Dataflow and Big Data Panel – from Academic Research to Industry Practice
Time: 14:00-18:00 on October 20th 2017
Guizhou Hall on the 3rd floor of the Empark Grand Hotel (Anhui)
(5558 Huizhou Avenue (Huizhou Dadao), Binhu New Area, Hefei, 230042, China)
PANELIST DETAILS (ALPHABETICAL ORDER)
|Hong An||University of Science and Technology of China|
|Kemal Ebcioglu||Global Supercomputer Inc., USA|
|Dongrui Fan||Institute of Computing Technology, China|
|Guang Gao||University of Delaware, USA|
|Michael Gschwind||IBM, USA|
|Aaron Smith||Microsoft, USA|
|Greg Wright||Qualcomm, USA|
Recently, we have witnessed rapid growing interests in future computing systems that are capable of efficient support high-performance computation for traditional HPC applications as well as new challenges of big data workload with advance in methods from the domain of AI, in particular computational machine learning.

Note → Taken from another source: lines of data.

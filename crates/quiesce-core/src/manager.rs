//! The synchronization manager: one context object per test-harness process.
//!
//! [`SyncManager`] owns every moving part of the core (activity tracker,
//! idle evaluator, strategy backend, synchronized executor, main context,
//! crash reporter, sweeper) and is the only type the outer harness needs.
//! The harness constructs exactly one at startup and passes it (or an
//! `Arc` of it) to whatever needs it.
//!
//! # Lifecycle
//!
//! - [`SyncManager::new`] / [`SyncManager::builder`] resolve the strategy once;
//!   it never changes for the manager's lifetime.
//! - A small internal runtime drives the sweeper and the blocking entry
//!   points ([`SyncManager::safe_execute_sync`],
//!   [`SyncManager::run_synchronized_blocking`]).
//! - Dropping the manager stops the sweeper, shuts the runtime down in the
//!   background and drains the main queue.
//!
//! # Example
//!
//! ```no_run
//! use std::time::Duration;
//! use quiesce_core::config::SyncConfig;
//! use quiesce_core::manager::SyncManager;
//! use quiesce_core::tracker::TokenKind;
//!
//! let manager = SyncManager::new(SyncConfig::default()).unwrap();
//!
//! // Instrumented app code
//! let request = manager.register(TokenKind::Network, Some("https://api.test/feed".into()));
//! manager.deregister(request);
//!
//! // Test thread
//! manager.safe_execute_sync(|| println!("tapping login button")).unwrap();
//! ```

use std::sync::Arc;
use std::time::Duration;

use thiserror::Error;
use tokio::runtime::{Builder, Handle, Runtime};
use tokio::sync::broadcast;
use tracing::{debug, info, warn};
use uuid::Uuid;

use crate::backend::{select_backend, SyncBackend, SyncStrategy};
use crate::config::SyncConfig;
use crate::crash::{CrashDetails, CrashRecord, CrashReporter, CrashTransport, JsonLinesTransport};
use crate::evaluator::{deadline_after, IdleEvaluator, IdleVerdict, SettleTimeout};
use crate::events::{SyncEvent, EVENT_CHANNEL_CAPACITY};
use crate::executor::{ActionOutcome, SyncError, SyncExecutor};
use crate::filter::HandleFilter;
use crate::interaction::ElementSelector;
use crate::main_queue::{MainContext, MainQueue};
use crate::predicate::{BusyPredicate, PredicateSet};
use crate::sweeper::{Sweeper, SweeperConfig, SweeperHandle};
use crate::tracker::{ActivityTracker, StuckResource, TokenHandle, TokenKind};

/// Name of the thread backing the default main context.
pub const MAIN_QUEUE_NAME: &str = "quiesce-main";

/// Errors constructing a [`SyncManager`].
#[derive(Error, Debug)]
pub enum ManagerError {
    /// The internal runtime or the main-queue thread could not be started.
    #[error("failed to start synchronization threads: {0}")]
    Spawn(std::io::Error),

    /// The configured crash log could not be opened.
    #[error("failed to open crash log: {0}")]
    CrashLog(std::io::Error),
}

/// Builder for [`SyncManager`].
#[derive(Default)]
pub struct SyncManagerBuilder {
    config: SyncConfig,
    strategy: Option<SyncStrategy>,
    main: Option<Arc<dyn MainContext>>,
    transport: Option<Arc<dyn CrashTransport>>,
    predicates: Vec<Arc<dyn BusyPredicate>>,
    sweeper: bool,
}

impl SyncManagerBuilder {
    fn new() -> Self {
        Self {
            sweeper: true,
            ..Self::default()
        }
    }

    /// Uses `config` instead of the defaults.
    pub fn config(mut self, config: SyncConfig) -> Self {
        self.config = config;
        self
    }

    /// Forces a strategy, overriding the configuration and the environment flag.
    pub fn strategy(mut self, strategy: SyncStrategy) -> Self {
        self.strategy = Some(strategy);
        self
    }

    /// Runs actions on an embedder-provided main context instead of a
    /// dedicated [`MainQueue`] thread.
    pub fn main_context(mut self, main: Arc<dyn MainContext>) -> Self {
        self.main = Some(main);
        self
    }

    /// Forwards crash reports to `transport` (takes precedence over `crash_log`).
    pub fn crash_transport(mut self, transport: Arc<dyn CrashTransport>) -> Self {
        self.transport = Some(transport);
        self
    }

    /// Adds a busy predicate on top of the configured ones.
    pub fn predicate(mut self, predicate: Arc<dyn BusyPredicate>) -> Self {
        self.predicates.push(predicate);
        self
    }

    /// Disables the background sweeper.
    pub fn without_sweeper(mut self) -> Self {
        self.sweeper = false;
        self
    }

    pub fn build(self) -> Result<SyncManager, ManagerError> {
        let config = self.config;

        let (events, _) = broadcast::channel(EVENT_CHANNEL_CAPACITY);

        let tracker = Arc::new(ActivityTracker::new(config.eviction_timeout(), events.clone()));
        if !config.ignored_handles.is_empty() {
            tracker.set_ignored_handles(HandleFilter::new(config.ignored_handles.iter().cloned()));
        }

        let main: Arc<dyn MainContext> = match self.main {
            Some(main) => main,
            None => MainQueue::spawn(MAIN_QUEUE_NAME).map_err(ManagerError::Spawn)?,
        };

        let mut predicates = PredicateSet::from_config(&config.predicates, &tracker, &main);
        for predicate in self.predicates {
            predicates.push(predicate);
        }

        let evaluator = Arc::new(IdleEvaluator::new(tracker.clone(), predicates, config.poll_interval()));
        let strategy = self.strategy.unwrap_or_else(|| config.strategy());
        let backend = select_backend(strategy, evaluator.clone(), config.legacy_poll_interval());
        let executor = SyncExecutor::new(backend, main.clone(), events.clone());

        let transport: Option<Arc<dyn CrashTransport>> = match (self.transport, &config.crash_log) {
            (Some(transport), _) => Some(transport),
            (None, Some(path)) => Some(Arc::new(JsonLinesTransport::open(path).map_err(ManagerError::CrashLog)?)),
            (None, None) => None,
        };
        let crash = CrashReporter::new(transport, events.clone());

        let runtime = Builder::new_multi_thread()
            .worker_threads(1)
            .thread_name("quiesce-sync")
            .enable_time()
            .build()
            .map_err(ManagerError::Spawn)?;

        let sweeper = match (self.sweeper, config.sweep_interval(), config.eviction_timeout()) {
            (true, Some(interval), Some(_)) => Some(Sweeper::spawn_on(
                runtime.handle(),
                tracker.clone(),
                SweeperConfig {
                    interval_ms: interval.as_millis() as u64,
                },
            )),
            _ => None,
        };

        info!(
            %strategy,
            predicates = ?evaluator.predicate_names(),
            sweeper = sweeper.is_some(),
            "synchronization manager ready"
        );

        Ok(SyncManager {
            strategy,
            config,
            tracker,
            evaluator,
            executor,
            crash,
            main,
            events,
            sweeper,
            runtime: Some(runtime),
        })
    }
}

/// Process-wide synchronization context for the test harness.
pub struct SyncManager {
    strategy: SyncStrategy,
    config: SyncConfig,
    tracker: Arc<ActivityTracker>,
    evaluator: Arc<IdleEvaluator>,
    executor: SyncExecutor,
    crash: CrashReporter,
    main: Arc<dyn MainContext>,
    events: broadcast::Sender<SyncEvent>,
    sweeper: Option<SweeperHandle>,
    runtime: Option<Runtime>,
}

impl SyncManager {
    /// Creates a manager from `config` with a dedicated main queue.
    pub fn new(config: SyncConfig) -> Result<Self, ManagerError> {
        Self::builder().config(config).build()
    }

    pub fn builder() -> SyncManagerBuilder {
        SyncManagerBuilder::new()
    }

    /// The strategy fixed at construction.
    pub fn strategy(&self) -> SyncStrategy {
        self.strategy
    }

    /// Whether the legacy polling backend is in use.
    pub fn uses_legacy_sync(&self) -> bool {
        self.strategy.is_legacy()
    }

    pub fn config(&self) -> &SyncConfig {
        &self.config
    }

    pub fn tracker(&self) -> &Arc<ActivityTracker> {
        &self.tracker
    }

    pub fn evaluator(&self) -> &Arc<IdleEvaluator> {
        &self.evaluator
    }

    pub fn executor(&self) -> &SyncExecutor {
        &self.executor
    }

    pub fn main_context(&self) -> &Arc<dyn MainContext> {
        &self.main
    }

    fn backend(&self) -> &Arc<dyn SyncBackend> {
        self.executor.backend()
    }

    /// Registers a busy token on behalf of instrumented app code.
    pub fn register(&self, kind: TokenKind, handle: Option<String>) -> TokenHandle {
        self.backend().register(kind, handle)
    }

    /// Releases a busy token. Unknown handles are ignored.
    pub fn deregister(&self, handle: TokenHandle) -> bool {
        self.backend().deregister(handle)
    }

    /// Returns `true` if the application is idle right now.
    pub fn is_idle(&self) -> bool {
        self.backend().settle_check().is_idle()
    }

    /// Evaluates idleness once, returning the diagnostic when busy.
    pub fn settle_check(&self) -> IdleVerdict {
        self.backend().settle_check()
    }

    /// Waits up to `timeout` for the application to settle.
    pub async fn wait_until_idle(&self, timeout: Duration) -> Result<(), SettleTimeout> {
        self.backend()
            .settle(deadline_after(tokio::time::Instant::now(), timeout))
            .await
    }

    /// Runs `action` on the main context once the application is idle.
    ///
    /// See [`SyncExecutor::run_synchronized`].
    pub async fn run_synchronized<F, T>(&self, action: F, timeout: Duration) -> Result<ActionOutcome<T>, SyncError>
    where
        F: FnOnce() -> T + Send + 'static,
        T: Send + 'static,
    {
        self.executor.run_synchronized(action, timeout).await
    }

    /// Blocking form of [`run_synchronized`](Self::run_synchronized) for
    /// plain threads and for actions that synchronize again from the main
    /// context.
    ///
    /// # Errors
    ///
    /// [`SyncError::BlockingInAsyncContext`] when called from a thread that
    /// is driving an async runtime; use the async form there.
    pub fn run_synchronized_blocking<F, T>(&self, action: F, timeout: Duration) -> Result<ActionOutcome<T>, SyncError>
    where
        F: FnOnce() -> T + Send + 'static,
        T: Send + 'static,
    {
        if self.main.is_current() {
            return Ok(self.executor.run_reentrant(action));
        }
        if Handle::try_current().is_ok() {
            return Err(SyncError::BlockingInAsyncContext);
        }
        let Some(runtime) = self.runtime.as_ref() else {
            return Err(SyncError::MainContextClosed);
        };
        runtime.block_on(self.executor.run_synchronized(action, timeout))
    }

    /// Runs `block` on the main context once idle, waiting up to the
    /// configured settle timeout. Blocks the caller until the block has run.
    pub fn safe_execute_sync<F>(&self, block: F) -> Result<(), SyncError>
    where
        F: FnOnce() + Send + 'static,
    {
        self.run_synchronized_blocking(block, self.config.settle_timeout())
            .map(|_| ())
    }

    /// Resolves `matcher` through the external element selector.
    ///
    /// On the legacy strategy the lookup runs on the main context after a
    /// successful settle; on the current strategy it runs immediately.
    pub fn select_element_with_matcher<S>(
        &self,
        selector: Arc<S>,
        matcher: S::Matcher,
    ) -> Result<S::Interaction, SyncError>
    where
        S: ElementSelector,
    {
        match self.strategy {
            SyncStrategy::Legacy => self
                .run_synchronized_blocking(
                    move || selector.select_element(matcher),
                    self.config.settle_timeout(),
                )
                .map(|outcome| outcome.value),
            SyncStrategy::Current => Ok(selector.select_element(matcher)),
        }
    }

    /// Reports an application crash. Never panics and never fails.
    pub fn report_crash(&self, details: CrashDetails) -> Uuid {
        self.crash.report(details)
    }

    /// Returns the last reported crash and clears it.
    pub fn take_pending_crash(&self) -> Option<CrashRecord> {
        self.crash.take_pending()
    }

    /// Logs what is currently keeping the application busy.
    ///
    /// Meant for a harness whose test just timed out; `label` is typically
    /// the test name.
    pub fn dump_busy_resources(&self, label: Option<&str>) -> IdleVerdict {
        let verdict = self.settle_check();
        match verdict.report() {
            Some(report) => warn!(test = label, %report, "application still busy"),
            None => debug!(test = label, "no busy resources"),
        }
        verdict
    }

    /// Subscribes to tracker, settle and crash events.
    pub fn subscribe(&self) -> broadcast::Receiver<SyncEvent> {
        self.events.subscribe()
    }

    /// Enables or disables settle gating for synchronized actions.
    pub fn set_synchronization_enabled(&self, enabled: bool) {
        self.executor.set_enabled(enabled);
    }

    pub fn synchronization_enabled(&self) -> bool {
        self.executor.is_enabled()
    }

    /// Replaces the glob patterns of handles that never count as busy.
    pub fn set_ignored_handles<I, S>(&self, patterns: I)
    where
        I: IntoIterator<Item = S>,
        S: Into<String>,
    {
        self.tracker.set_ignored_handles(HandleFilter::new(patterns));
    }

    /// Recently evicted stuck tokens.
    pub fn stuck_resources(&self) -> Vec<StuckResource> {
        self.tracker.stuck_history()
    }
}

impl Drop for SyncManager {
    fn drop(&mut self) {
        if let Some(sweeper) = self.sweeper.take() {
            sweeper.cancel();
        }
        if let Some(runtime) = self.runtime.take() {
            runtime.shutdown_background();
        }
    }
}

impl std::fmt::Debug for SyncManager {
    fn fmt(&self, f: &mut std::fmt::Formatter<'_>) -> std::fmt::Result {
        f.debug_struct("SyncManager")
            .field("strategy", &self.strategy)
            .field("tracker", &self.tracker)
            .field("executor", &self.executor)
            .field("crash", &self.crash)
            .field("sweeper", &self.sweeper.is_some())
            .finish()
    }
}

Our preliminary system-wide hardware/software stack for HPC systems, including extreme scale (including exascale) systems, has been planned and in various stage of implementation being conducted across the world. However, these system design are built bottom up, largely based on current usage and plans of the applications teams. We have yet few applications that involve big data analytics and successfully exploring machine learning (including deep learning) methods with complex workflows at large scale. In other word, we have known gaps in these areas.
In searching of innovations in parallel computing architecture and system design to meet the challenges and filling such gaps, dataflow inspired program execution models (PXMs) are entering a period of fantastic recovery/growth, with now a seemingly very bright prospect offering a shining path toward future solutions.
The technical theme of this workshop have a system focus on the challenges and opportunities from relevant core technology and applications specifically the novel computation methods and algorithms from AI and machine learning in the context of big data analytic solutions.